Assignment:
Each record must appear in the answer exactly as it does in the data.

Input data:
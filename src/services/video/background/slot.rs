use std::sync::{
    Arc,
    atomic::{AtomicU32, Ordering},
};

use tracing::{error, warn};

use crate::services::video::{EmbedPlayer, MountId, PlaybackTarget, task::TaskGuard};

/// Lifecycle of one background slot.
#[derive(Debug, Clone, Copy, PartialEq, Eq, Default)]
pub enum SlotState {
    /// No player and no pending creation
    #[default]
    Absent,

    /// Waiting for the capability; `attempts` polls have found it missing
    Deferred {
        /// Polls that found the capability missing
        attempts: u32,
    },

    /// Player constructed, waiting for its ready notification
    Creating,

    /// Player ready and asked to play
    Ready,

    /// Player reached its end at least once and was sent back to the start
    Looping,

    /// The player failed and the container shows the fallback fill
    FallbackShown,
}

/// Parameters of a background creation request.
#[derive(Debug, Clone, PartialEq)]
pub(crate) struct CreateRequest {
    pub(crate) source_id: String,
    pub(crate) start: f64,
    pub(crate) end: Option<f64>,
    pub(crate) mount: MountId,
    pub(crate) container: MountId,
}

/// A creation waiting for the capability.
pub(crate) struct PendingCreate {
    pub(crate) id: u64,
    pub(crate) attempts: Arc<AtomicU32>,
    pub(crate) task: TaskGuard,
}

impl PendingCreate {
    pub(crate) fn attempts(&self) -> u32 {
        self.attempts.load(Ordering::Relaxed)
    }
}

/// A live background player and everything tied to its lifetime.
pub(crate) struct BackgroundHandle {
    pub(crate) generation: u64,
    pub(crate) player: Arc<dyn EmbedPlayer>,
    pub(crate) request: CreateRequest,
    pub(crate) events: TaskGuard,
    pub(crate) autoplay_probe: Option<TaskGuard>,
}

impl BackgroundHandle {
    /// Stop the handle's tasks, then release the player.
    ///
    /// Embed failures are logged and discarded; teardown always completes.
    pub(crate) fn teardown(self, target: PlaybackTarget, stop_first: bool) {
        let BackgroundHandle {
            player,
            events,
            autoplay_probe,
            ..
        } = self;

        drop(autoplay_probe);
        drop(events);

        if stop_first {
            if let Err(e) = player.stop() {
                warn!(component = "background", %target, error = %e, "Error stopping player");
            }
        }

        if let Err(e) = player.destroy() {
            error!(component = "background", %target, error = %e, "Error destroying player");
        }
    }
}

/// Owned state of one target.
#[derive(Default)]
pub(crate) struct Slot {
    pub(crate) handle: Option<BackgroundHandle>,
    pub(crate) pending: Option<PendingCreate>,
    pub(crate) state: SlotState,
}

Task output:
filename src/services/video/background/slot.rs
use std::sync::{
    Arc,
    atomic::{AtomicU32, Ordering},
};

use tracing::{error, warn};

use crate::services::video::{EmbedPlayer, MountId, PlaybackTarget, task::TaskGuard};

/// Lifecycle of one background slot.
#[derive(Debug, Clone, Copy, PartialEq, Eq, Default)]
pub enum SlotState {
    /// No player and no pending creation
    #[default]
    Absent,

    /// Waiting for the capability; `attempts` polls have found it missing
    Deferred {
        /// Polls that found the capability missing
        attempts: u32,
    },

    /// Player constructed, waiting for its ready notification
    Creating,

    /// Player ready and asked to play
    Ready,

    /// Player reached its end at least once and was sent back to the start
    Looping,

    /// The player failed and the container shows the fallback fill
    FallbackShown,
}

/// Parameters of a background creation request.
#[derive(Debug, Clone, PartialEq)]
pub(crate) struct CreateRequest {
    pub(crate) source_id: String,
    pub(crate) start: f64,
    pub(crate) end: Option<f64>,
    pub(crate) mount: MountId,
    pub(crate) container: MountId,
}

/// A creation waiting for the capability.
pub(crate) struct PendingCreate {
    pub(crate) id: u64,
    pub(crate) attempts: Arc<AtomicU32>,
    pub(crate) task: TaskGuard,
}

impl PendingCreate {
    pub(crate) fn attempts(&self) -> u32 {
        self.attempts.load(Ordering::Relaxed)
    }
}

/// A live background player and everything tied to its lifetime.
pub(crate) struct BackgroundHandle {
    pub(crate) generation: u64,
    pub(crate) player: Arc<dyn EmbedPlayer>,
    pub(crate) request: CreateRequest,
    pub(crate) events: TaskGuard,
    pub(crate) autoplay_probe: Option<TaskGuard>,
}

impl BackgroundHandle {
    /// Stop the handle's tasks, then release the player.
    ///
    /// Embed failures are logged and discarded; teardown always completes.
    pub(crate) fn teardown(self, target: PlaybackTarget, stop_first: bool) {
        let BackgroundHandle {
            player,
            events,
            autoplay_probe,
            ..
        } = self;

        drop(autoplay_probe);
        drop(events);

        if stop_first {
            if let Err(e) = player.stop() {
                warn!(component = "background", %target, error = %e, "Error stopping player");
            }
        }

        if let Err(e) = player.destroy() {
            error!(component = "background", %target, error = %e, "Error destroying player");
        }
    }
}

/// Owned state of one target.
#[derive(Default)]
pub(crate) struct Slot {
    pub(crate) handle: Option<BackgroundHandle>,
    pub(crate) pending: Option<PendingCreate>,
    pub(crate) state: SlotState,
}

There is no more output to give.